Inattività forzata, il danno è risarcibile

Il datore di lavoro è soggetto a obblighi molto ampi e stringenti in materia di salute e sicurezza sul luogo di lavoro. Infatti, l’art. 2087 del codice civile impone all’imprenditore di adottare tutte le misure che, secondo la particolarità del lavoro, l’esperienza e la tecnica, sono necessarie a tutelare l’integrità psico-fisica del lavoratore.

Ciò significa che il datore non solo è tenuto a rispettare gli obblighi di prevenzione, valutazione dei rischi, formazione e protezione previsti dal Testo Unico in materia di salute e sicurezza nei luoghi di lavoro (D.lgs. 81/2008), ma deve anche adottare quelle misure che, pur non essendo specificamente previste dalla normativa, sono idonee a mantenere l’ambiente di lavoro in condizioni ottimali.

In caso di violazione degli obblighi in materia di salute e sicurezza, il datore di lavoro incorre in responsabilità contrattuale: ciò comporta che il lavoratore, per ottenere il risarcimento del danno, non dovrà fornire prova della violazione da parte dell’imprenditore, bensì sarà quest’ultimo a dover provare di aver adottato tutte le misure utili a proteggere il lavoratore.

Il concetto di salute, inoltre, viene ormai interpretato non come semplice assenza di malattia, ma come stato di completo benessere fisico, mentale e sociale (Cass. 7 giugno 2024, n. 15957); il che consente, tra l’altro, di riconoscere al lavoratore il risarcimento dei danni subiti in caso di ambiente lavorativo stressogeno.

Da ultimo la Corte di Cassazione, con ordinanza n. 22161 del 06/08/2024, si è pronunciata in relazione alla tematica della privazione di mansioni; una circostanza che, alla pari dell’adibizione a mansioni usuranti, può causare danni risarcibili.

Il caso oggetto di giudizio da parte della Cassazione riguardava una dipendente comunale costretta ad una forzata inattività e ad un isolamento lavorativo per un periodo di circa due anni.
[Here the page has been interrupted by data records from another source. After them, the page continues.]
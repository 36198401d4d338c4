//! Pulse: durable telemetry buffering and delivery for Rust applications.
//!
//! Events, session markers and crash reports are written to a bounded,
//! persistent queue and delivered in order by a single background worker.
//! Requests the collector could not take stay queued across restarts until
//! a later operation triggers another attempt.
//!
//! # Example
//!
//! ```rust,ignore
//! use pulse::Pulse;
//!
//! #[tokio::main]
//! async fn main() -> Result<(), pulse::Error> {
//!     let client = Pulse::builder("https://collector.example.com", "my-app")
//!         .device_id("device-123")
//!         .checksum_secret("shared-secret")
//!         .event_flush_threshold(5)
//!         .build()?;
//!
//!     client.begin_session().await?;
//!     client.event("signup").segment("plan", "pro").record().await?;
//!     client.end_session().await?;
//!
//!     client.shutdown().await?;
//!     Ok(())
//! }
//! ```

mod builders;
mod client;
mod clock;
mod config;
mod error;
mod metrics;
mod queue;
mod request;
mod storage;
mod store;
mod transport;
pub mod types;
pub mod wire;
mod worker;

pub use builders::{EndEventBuilder, EventBuilder};
pub use client::{Pulse, SendableEndEvent, SendableEvent};
pub use clock::Clock;
pub use config::{
    Config, PulseBuilder, CATEGORY, DEFAULT_APP_VERSION, DEFAULT_CONNECT_TIMEOUT,
    DEFAULT_EVENT_CAPACITY, DEFAULT_EVENT_FLUSH_THRESHOLD, DEFAULT_INGEST_PATH,
    DEFAULT_REQUEST_CAPACITY, DEFAULT_TIMEOUT, SDK_NAME, SDK_VERSION,
};
pub use error::Error;
pub use metrics::{HostMetrics, MetricsProvider};
pub use storage::{FileStorage, MemoryStorage, Storage};
pub use transport::{HttpTransport, Outcome, Transport};
pub use types::{CrashReport, DeviceSnapshot, Event, Metrics, Segmentation, SessionStatus};
pub use wire::{Method, WireRequest};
Tale circostanza aveva causato alla lavoratrice un disturbo dell’adattamento con ansia e umore depresso misti e, per tale ragione, la dipendente pretendeva il risarcimento dei danni.  

La Cassazione conferma che la privazione di mansioni costituisce un comportamento contrario agli obblighi in materia di sicurezza e salute sul luogo di lavoro, essendo irrilevante l’eventuale intento persecutorio; ciò in quanto il datore è tenuto ad organizzare il lavoro in maniera tale da evitare ripercussioni negative sui lavoratori impiegati e in modo da proteggere il lavoratore da tutti i rischi, compresi quelli collegati allo stress lavorativo.

La Corte precisa altresì, richiamando un suo precedente, che il datore di lavoro è da ritenersi responsabile non solo in relazione alle condotte che hanno dato innesco a uno stato patologico, ma anche a quelle successive che operano come fattore di aggravamento o accelerazione della malattia.

La Cassazione dà così importanti indicazioni agli imprenditori circa le modalità di organizzazione da adottare: ossia, conciliare carico di lavoro e personale a disposizione; in questo modo, il datore potrà valorizzare adeguatamente il personale ed evitare conseguenze risarcitorie.